__DIRECTIONS__.
All of the data needs to be repeated exactly.

*** DATA EXTRACTS ***

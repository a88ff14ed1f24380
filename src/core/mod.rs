//! Core engine types: RNG, configuration, errors.
//!
//! These carry no game rules of their own. The controller in `game`
//! composes them.

pub mod config;
pub mod error;
pub mod rng;

pub use config::{GameConfig, DEFAULT_COLUMNS, DEFAULT_FLIP_BACK_DELAY_MS, DEFAULT_PAIR_COUNT};
pub use error::{ConfigError, InvalidMove};
pub use rng::{GameRng, GameRngState};
//! Game configuration.
//!
//! A `GameConfig` fixes everything about a game that survives a restart:
//! how many pairs are dealt, how long a mismatched pair stays face up, how
//! the deck is seeded, and how wide the presentation grid is.

use std::time::Duration;

use serde::{Deserialize, Serialize};

use super::error::ConfigError;
use crate::cards::MAX_PAIRS;

/// Pairs dealt when no count is given.
pub const DEFAULT_PAIR_COUNT: usize = 6;

/// How long a mismatched pair stays visible before flipping back.
pub const DEFAULT_FLIP_BACK_DELAY_MS: u64 = 1000;

/// Default grid width for presentation layers.
pub const DEFAULT_COLUMNS: usize = 3;

/// Configuration for a single game session.
#[derive(Clone, Debug, PartialEq, Eq, Serialize, Deserialize)]
#[serde(default)]
pub struct GameConfig {
    /// Number of distinct values; the deck holds twice as many cards.
    pub pair_count: usize,

    /// Delay before a mismatched pair flips back, in milliseconds.
    pub flip_back_delay_ms: u64,

    /// Shuffle seed. `None` draws one from OS entropy.
    pub seed: Option<u64>,

    /// Grid width hint (cards per row).
    pub columns: usize,
}

impl Default for GameConfig {
    fn default() -> Self {
        Self {
            pair_count: DEFAULT_PAIR_COUNT,
            flip_back_delay_ms: DEFAULT_FLIP_BACK_DELAY_MS,
            seed: None,
            columns: DEFAULT_COLUMNS,
        }
    }
}

impl GameConfig {
    /// Create a configuration with the given pair count and defaults elsewhere.
    #[must_use]
    pub fn new(pair_count: usize) -> Self {
        Self {
            pair_count,
            ..Self::default()
        }
    }

    /// Fix the shuffle seed.
    #[must_use]
    pub fn with_seed(mut self, seed: u64) -> Self {
        self.seed = Some(seed);
        self
    }

    /// Set the flip-back delay.
    #[must_use]
    pub fn with_flip_back_delay(mut self, delay: Duration) -> Self {
        self.flip_back_delay_ms = u64::try_from(delay.as_millis()).unwrap_or(u64::MAX);
        self
    }

    /// Set the grid width hint.
    #[must_use]
    pub fn with_columns(mut self, columns: usize) -> Self {
        self.columns = columns;
        self
    }

    /// Flip-back delay as a `Duration`.
    #[must_use]
    pub fn flip_back_delay(&self) -> Duration {
        Duration::from_millis(self.flip_back_delay_ms)
    }

    /// Number of cards on the board.
    ///
    /// Saturates for unvalidated, oversized pair counts.
    #[must_use]
    pub fn card_count(&self) -> usize {
        self.pair_count.saturating_mul(2)
    }

    /// Check the configuration.
    ///
    /// Pair counts outside `1..=MAX_PAIRS` are rejected rather than clamped.
    pub fn validate(&self) -> Result<(), ConfigError> {
        if self.pair_count == 0 {
            return Err(ConfigError::NoPairs);
        }
        if self.pair_count > MAX_PAIRS {
            return Err(ConfigError::TooManyPairs {
                requested: self.pair_count,
                max: MAX_PAIRS,
            });
        }
        if self.columns == 0 {
            return Err(ConfigError::NoColumns);
        }
        Ok(())
    }
}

*** End of DATA EXTRACTS ***

__RESPONSE BELOW__.
repository a88ff14ed1f24380
filename src/core/mod.rs
//! Core engine types: RNG, configuration, errors.
//!
//! These carry no game rules of their own. The controller in `game`
//! composes them.

pub mod config;
pub mod error;
pub mod rng;

pub use config::{GameConfig, DEFAULT_COLUMNS, DEFAULT_FLIP_BACK_DELAY_MS, DEFAULT_PAIR_COUNT};
pub use error::{ConfigError, InvalidMove};
pub use rng::{GameRng, GameRngState};
//! Game configuration.
//!
//! A `GameConfig` fixes everything about a game that survives a restart:
//! how many pairs are dealt, how long a mismatched pair stays face up, how
//! the deck is seeded, and how wide the presentation grid is.

use std::time::Duration;

use serde::{Deserialize, Serialize};

use super::error::ConfigError;
use crate::cards::MAX_PAIRS;

/// Pairs dealt when no count is given.
pub const DEFAULT_PAIR_COUNT: usize = 6;

/// How long a mismatched pair stays visible before flipping back.
pub const DEFAULT_FLIP_BACK_DELAY_MS: u64 = 1000;

/// Default grid width for presentation layers.
pub const DEFAULT_COLUMNS: usize = 3;

/// Configuration for a single game session.
#[derive(Clone, Debug, PartialEq, Eq, Serialize, Deserialize)]
#[serde(default)]
pub struct GameConfig {
    /// Number of distinct values; the deck holds twice as many cards.
    pub pair_count: usize,

    /// Delay before a mismatched pair flips back, in milliseconds.
    pub flip_back_delay_ms: u64,

    /// Shuffle seed. `None` draws one from OS entropy.
    pub seed: Option<u64>,

    /// Grid width hint (cards per row).
    pub columns: usize,
}

impl Default for GameConfig {
    fn default() -> Self {
        Self {
            pair_count: DEFAULT_PAIR_COUNT,
            flip_back_delay_ms: DEFAULT_FLIP_BACK_DELAY_MS,
            seed: None,
            columns: DEFAULT_COLUMNS,
        }
    }
}

impl GameConfig {
    /// Create a configuration with the given pair count and defaults elsewhere.
    #[must_use]
    pub fn new(pair_count: usize) -> Self {
        Self {
            pair_count,
            ..Self::default()
        }
    }

    /// Fix the shuffle seed.
    #[must_use]
    pub fn with_seed(mut self, seed: u64) -> Self {
        self.seed = Some(seed);
        self
    }

    /// Set the flip-back delay.
    #[must_use]
    pub fn with_flip_back_delay(mut self, delay: Duration) -> Self {
        self.flip_back_delay_ms = u64::try_from(delay.as_millis()).unwrap_or(u64::MAX);
        self
    }

    /// Set the grid width hint.
    #[must_use]
    pub fn with_columns(mut self, columns: usize) -> Self {
        self.columns = columns;
        self
    }

    /// Flip-back delay as a `Duration`.
    #[must_use]
    pub fn flip_back_delay(&self) -> Duration {
        Duration::from_millis(self.flip_back_delay_ms)
    }

    /// Number of cards on the board.
    ///
    /// Saturates for unvalidated, oversized pair counts.
    #[must_use]
    pub fn card_count(&self) -> usize {
        self.pair_count.saturating_mul(2)
    }

    /// Check the configuration.
    ///
    /// Pair counts outside `1..=MAX_PAIRS` are rejected rather than clamped.
    pub fn validate(&self) -> Result<(), ConfigError> {
        if self.pair_count == 0 {
            return Err(ConfigError::NoPairs);
        }
        if self.pair_count > MAX_PAIRS {
            return Err(ConfigError::TooManyPairs {
                requested: self.pair_count,
                max: MAX_PAIRS,
            });
        }
        if self.columns == 0 {
            return Err(ConfigError::NoColumns);
        }
        Ok(())
    }
}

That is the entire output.